By the end of it, Moore swore by having plain crackers by her bedside that she would nibble on before even getting out of bed in the morning.

"That way you make sure your stomach is not completely empty before you get up and moving," she says.

Other women swear by ginger tea, vitamin B-6 supplements, or anti-nausea pressure point bracelets. For the more adventuresome, internet discussion forums are chock-full of personal remedies such as salt and vinegar potato chips, apple cider vinegar tea, and wheat germ concoctions.

But do any of these remedies actually work? Do all of them work, but only for some women?

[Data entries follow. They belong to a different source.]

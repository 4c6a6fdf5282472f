//! The direction-agnostic dominator-tree engine.
//!
//! Forward and post dominance are the same fixpoint computation run over different edge
//! directions and from different roots. Rather than duplicate the algorithm (or reach for the
//! source's pointer-to-member selector, which has no clean Rust equivalent), both trees are
//! computed by the same functions here, parameterized by a pair of plain function pointers: one
//! that lists a block's "predecessors" for this direction (literal predecessors for the forward
//! tree, successors for the post tree) and one pair that projects a `Block`'s forward or post
//! `DomNode`.

use crate::ir::{Block, BlockId, DomNode, Function};

pub(crate) type NeighborsFn = fn(&Function, BlockId) -> Vec<BlockId>;
pub(crate) type NodeFn = fn(&Block) -> &DomNode;
pub(crate) type NodeMutFn = fn(&mut Block) -> &mut DomNode;

pub(crate) fn predecessors_of(f: &Function, b: BlockId) -> Vec<BlockId> {
    f.block(b).predecessors().to_vec()
}

pub(crate) fn successors_of(f: &Function, b: BlockId) -> Vec<BlockId> {
    f.block(b).successors().to_vec()
}

pub(crate) fn forward_node(b: &Block) -> &DomNode {
    b.dom_node()
}

pub(crate) fn forward_node_mut(b: &mut Block) -> &mut DomNode {
    b.dom_node_mut()
}

pub(crate) fn post_node(b: &Block) -> &DomNode {
    b.pdom_node()
}

pub(crate) fn post_node_mut(b: &mut Block) -> &mut DomNode {
    b.pdom_node_mut()
}

/// Does `a` dominate `b` (reflexively) in the dominator tree currently being built, following
/// idom pointers from `b` upward. Used during the fixpoint both to detect candidates that would
/// close a cycle (back edges) and, after convergence, as the public dominance query.
fn dominates_wip(f: &Function, node: NodeFn, a: BlockId, b: BlockId) -> bool {
    let mut cur = Some(b);
    while let Some(c) = cur {
        if c == a {
            return true;
        }
        cur = node(f.block(c)).idom;
    }
    false
}

/// Nearest common ancestor of `a` and `b` in the dominator tree currently being built, found by
/// walking both upward in lockstep once their depths are equalized. Returns `None` if their
/// ancestor chains never meet (can happen transiently, mid-fixpoint, before a block's segment of
/// the graph has been linked into the tree at all).
fn common_dominator(f: &Function, node: NodeFn, a: BlockId, b: BlockId) -> Option<BlockId> {
    let mut a = Some(a);
    let mut b = Some(b);
    while let (Some(x), Some(y)) = (a, b) {
        let dx = node(f.block(x)).depth;
        let dy = node(f.block(y)).depth;
        if dx > dy {
            a = node(f.block(x)).idom;
        } else if dy > dx {
            b = node(f.block(y)).idom;
        } else {
            break;
        }
    }
    loop {
        match (a, b) {
            (Some(x), Some(y)) if x == y => return Some(x),
            (Some(x), Some(_y)) => {
                a = node(f.block(x)).idom;
                b = node(f.block(_y)).idom;
            }
            _ => return None,
        }
    }
}

fn update_depths(f: &mut Function, node: NodeFn, node_mut: NodeMutFn, block: BlockId, depth: u32) {
    node_mut(f.block_mut(block)).depth = depth;
    let children = node(f.block(block)).children.clone();
    for child in children {
        update_depths(f, node, node_mut, child, depth + 1);
    }
}

/// Re-parent `block` under `new_dom` (or make it a root if `None`), updating the old and new
/// parents' children lists and this subtree's depths.
fn set_dominator(
    f: &mut Function,
    node: NodeFn,
    node_mut: NodeMutFn,
    block: BlockId,
    new_dom: Option<BlockId>,
) {
    let old_dom = node(f.block(block)).idom;
    if let Some(old) = old_dom {
        node_mut(f.block_mut(old)).children.retain(|&c| c != block);
    }
    node_mut(f.block_mut(block)).idom = new_dom;
    match new_dom {
        Some(new) => {
            node_mut(f.block_mut(new)).children.push(block);
            let depth = node(f.block(new)).depth + 1;
            update_depths(f, node, node_mut, block, depth);
        }
        None => update_depths(f, node, node_mut, block, 0),
    }
}

/// Run the iterative data-flow dominator computation (Cooper/Harvey/Kennedy, reduced to its
/// simplest fixpoint form) for every block reachable in `blocks`, rooted at `root`, using
/// `neighbors` to get each block's "predecessors" for this direction.
pub(crate) fn calc_doms(
    f: &mut Function,
    blocks: &[BlockId],
    root: BlockId,
    neighbors: NeighborsFn,
    node: NodeFn,
    node_mut: NodeMutFn,
) {
    for &b in blocks {
        let n = node_mut(f.block_mut(b));
        n.idom = None;
        n.children.clear();
        n.depth = 0;
    }

    let mut changed = true;
    while changed {
        changed = false;
        for &b in blocks {
            if b == root {
                continue;
            }
            let old_dom = node(f.block(b)).idom;
            let mut new_dom: Option<BlockId> = None;
            for p in neighbors(f, b) {
                if dominates_wip(f, node, b, p) {
                    // p is (transiently) a descendant of b: this edge is a back edge relative
                    // to the partially-built tree, and including it here would form a cycle.
                    continue;
                }
                new_dom = Some(match new_dom {
                    None => p,
                    Some(nd) => match common_dominator(f, node, nd, p) {
                        Some(cd) => cd,
                        None => continue,
                    },
                });
            }
            if new_dom != old_dom {
                set_dominator(f, node, node_mut, b, new_dom);
                changed = true;
            }
        }
    }
}

/// Collect the dominance frontier of `root`: blocks `X` such that `root` dominates some
/// predecessor of `X` but does not strictly dominate `X` itself. Implemented as a DFS of
/// `root`'s dominator subtree, checking each descendant's neighbors in `succ_of` (successors for
/// the forward frontier).
pub(crate) fn dominance_frontier(
    f: &Function,
    node: NodeFn,
    succ_of: NeighborsFn,
    root: BlockId,
) -> Vec<BlockId> {
    let mut frontier = Vec::new();
    extend_frontier(f, node, succ_of, root, root, &mut frontier);
    frontier
}

fn extend_frontier(
    f: &Function,
    node: NodeFn,
    succ_of: NeighborsFn,
    root: BlockId,
    at: BlockId,
    frontier: &mut Vec<BlockId>,
) {
    for succ in succ_of(f, at) {
        if !strictly_dominates_wip(f, node, root, succ) && !frontier.contains(&succ) {
            frontier.push(succ);
        }
    }
    for child in node(f.block(at)).children.clone() {
        extend_frontier(f, node, succ_of, root, child, frontier);
    }
}

pub(crate) fn dominates(f: &Function, node: NodeFn, a: BlockId, b: BlockId) -> bool {
    dominates_wip(f, node, a, b)
}

pub(crate) fn strictly_dominates_wip(f: &Function, node: NodeFn, a: BlockId, b: BlockId) -> bool {
    a != b && dominates_wip(f, node, a, b)
}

A recent review evaluated the effectiveness of some of the most popular morning sickness remedies: ginger, acupressure and acupuncture, anti-nausea medication, and vitamin B6 supplements.

Information from 27 trials involving more than 4,000 women provided no consistently effective treatment for morning sickness. Ginger and acupressure on the P6 pressure point (on the inner wrist) had modest effect, but nothing seemed to work consistently well.

Does this mean that women suffering from morning sickness are out of luck? Not necessarily, obstetricians say, but they may have to do a little trial and error of their own in order to find a remedy that works for them.